Borderstyle and Padding

I need a table similar to Fig-1 on my report. The subtotal and total lines need top padding and solid border at top and bottom. I’m currently using bottom padding of 20pt on the sub total row and setting the border style property of the sub total and total rows to solid at top and bottom. But the problem is that the sub total rows are being padded first and then the border at the bottom is being set to solid. As a result, my table looks something similar to figure 2, which is not acceptable to my customer. I also tried by setting the top padding of the lines below subtotals, but it doesn't give me what I need. Any way I can set the border before padding? Appreciate your help.

Figure-1

A

10

B

20

C

30

Sub Total

60

D

20

E

10

F

50

Sub Total

80

TOTAL

140

Figure-2

A

10

B

20

C

30

Sub Total

60

D

20

E

10

F

50

Sub Total

80

TOTAL

140


You can accomplish this by adding another row to the grouping footer where the subtotal row is located. To add a row in the Report Designer, right-click on the gray box to the left of the row and choose "insert row below." Be sure to remove the extra padding from the subtotal row.

Ian|||

Ian,

Clicking on the gray box on the subtotal row selects the entire row and when I right click it just gives me options to add row groups and not rows. Is there any other way? Thanks

|||What authoring application are you using? The VS 2005 Report Designer? There should be a "Insert Row" menu option on the context menu. Are you using a matirx or a table? You seem to be describing the behavior for a matrix subtotal.

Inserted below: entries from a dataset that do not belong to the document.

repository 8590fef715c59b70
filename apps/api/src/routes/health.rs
use axum::Json;
use serde_json::{json, Value};

/// GET /health
/// Returns a simple status object with service version.
pub async fn health_handler() -> Json<Value> {
    Json(json!({
        "status": "ok",
        "version": env!("CARGO_PKG_VERSION"),
        "service": "cvmatch-api"
    }))
}
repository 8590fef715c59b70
pub mod session;
//! Prompt proxy — forwards a caller's prompt to the LLM with the server-held
//! key so the browser never sees it.
//!
//! Contract: 200 + JSON string of the reply text, 200 + `"Invalid response"`
//! when the reply has no text, 500 + `{"error": message}` when the call fails.

use axum::{extract::State, http::StatusCode, response::IntoResponse, Json};
use bytes::Bytes;
use serde::Deserialize;
use serde_json::json;
use tracing::{debug, error};

use crate::llm_client::ResponseFormat;
use crate::state::AppState;

pub const INVALID_RESPONSE: &str = "Invalid response";

#[derive(Debug, Default, Deserialize)]
pub struct ProxyRequest {
    #[serde(default)]
    pub prompt: String,
}

impl ProxyRequest {
    /// A body that is missing or not valid JSON is treated as `{}`.
    pub fn from_body(body: &[u8]) -> Self {
        serde_json::from_slice(body).unwrap_or_default()
    }
}

/// POST /api/v1/gemini
pub async fn handle_proxy(State(state): State<AppState>, body: Bytes) -> impl IntoResponse {
    let request = ProxyRequest::from_body(&body);
    debug!("Proxying prompt ({} bytes)", request.prompt.len());

    match state.llm.generate(&request.prompt, &ResponseFormat::Text).await {
        Ok(Some(text)) => (StatusCode::OK, Json(json!(text))),
        Ok(None) => (StatusCode::OK, Json(json!(INVALID_RESPONSE))),
        Err(e) => {
            error!("Proxy call failed: {e}");
            (
                StatusCode::INTERNAL_SERVER_ERROR,
                Json(json!({ "error": e.to_string() })),
            )
        }
    }
}
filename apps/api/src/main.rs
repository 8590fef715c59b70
mod config;
mod errors;
mod llm_client;
mod matching;
mod models;
mod proxy;
mod routes;
mod session;
mod state;

use anyhow::Result;
use std::net::SocketAddr;
use std::sync::Arc;
use tower_http::{cors::CorsLayer, trace::TraceLayer};
use tracing::{info, warn};
use tracing_subscriber::{layer::SubscriberExt, util::SubscriberInitExt, EnvFilter};

use crate::config::Config;
use crate::llm_client::GeminiClient;
use crate::routes::build_router;
use crate::session::store::SessionStore;
use crate::state::AppState;

#[tokio::main]
async fn main() -> Result<()> {
    let config = Config::from_env()?;

    // Initialize structured logging
    tracing_subscriber::registry()
        .with(EnvFilter::try_from_default_env().unwrap_or_else(|_| {
            EnvFilter::new(format!("{}={}", env!("CARGO_CRATE_NAME"), &config.rust_log))
        }))
        .with(tracing_subscriber::fmt::layer())
        .init();

    info!("Starting CV Matcher API v{}", env!("CARGO_PKG_VERSION"));

    if config.gemini_api_key.is_empty() {
        warn!("GEMINI_API_KEY is not set; upstream calls will be rejected");
    }

    let llm = GeminiClient::from_config(&config)?;
    info!(
        "LLM client initialized (model: {}, structured output: {})",
        llm.model(),
        config.structured_output
    );

    let state = AppState {
        llm: Arc::new(llm),
        sessions: SessionStore::new(),
        config: config.clone(),
    };

    // The browser front-end is served from another origin.
    let app = build_router(state)
        .layer(TraceLayer::new_for_http())
        .layer(CorsLayer::permissive());

    let addr: SocketAddr = format!("0.0.0.0:{}", config.port).parse()?;
    info!("Listening on {addr}");

    let listener = tokio::net::TcpListener::bind(addr).await?;
    axum::serve(listener, app).await?;

    Ok(())
}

From your description, I thought you were using a table with a detail group, a grouping that has only the "Include group footer" checked, for the subtotal, and the table footer enabled, for the total. My solution only works in this scenario. This solution won't work for a Matrix, since the subtotal is derived from the group being subtotaled, and cannot have another row added to it. There are ways to accomplish this in a Matrix, but it is not as straightforward as adding an empty row.

Ian|||I should have been more specific. I'm using a matrix and not a table.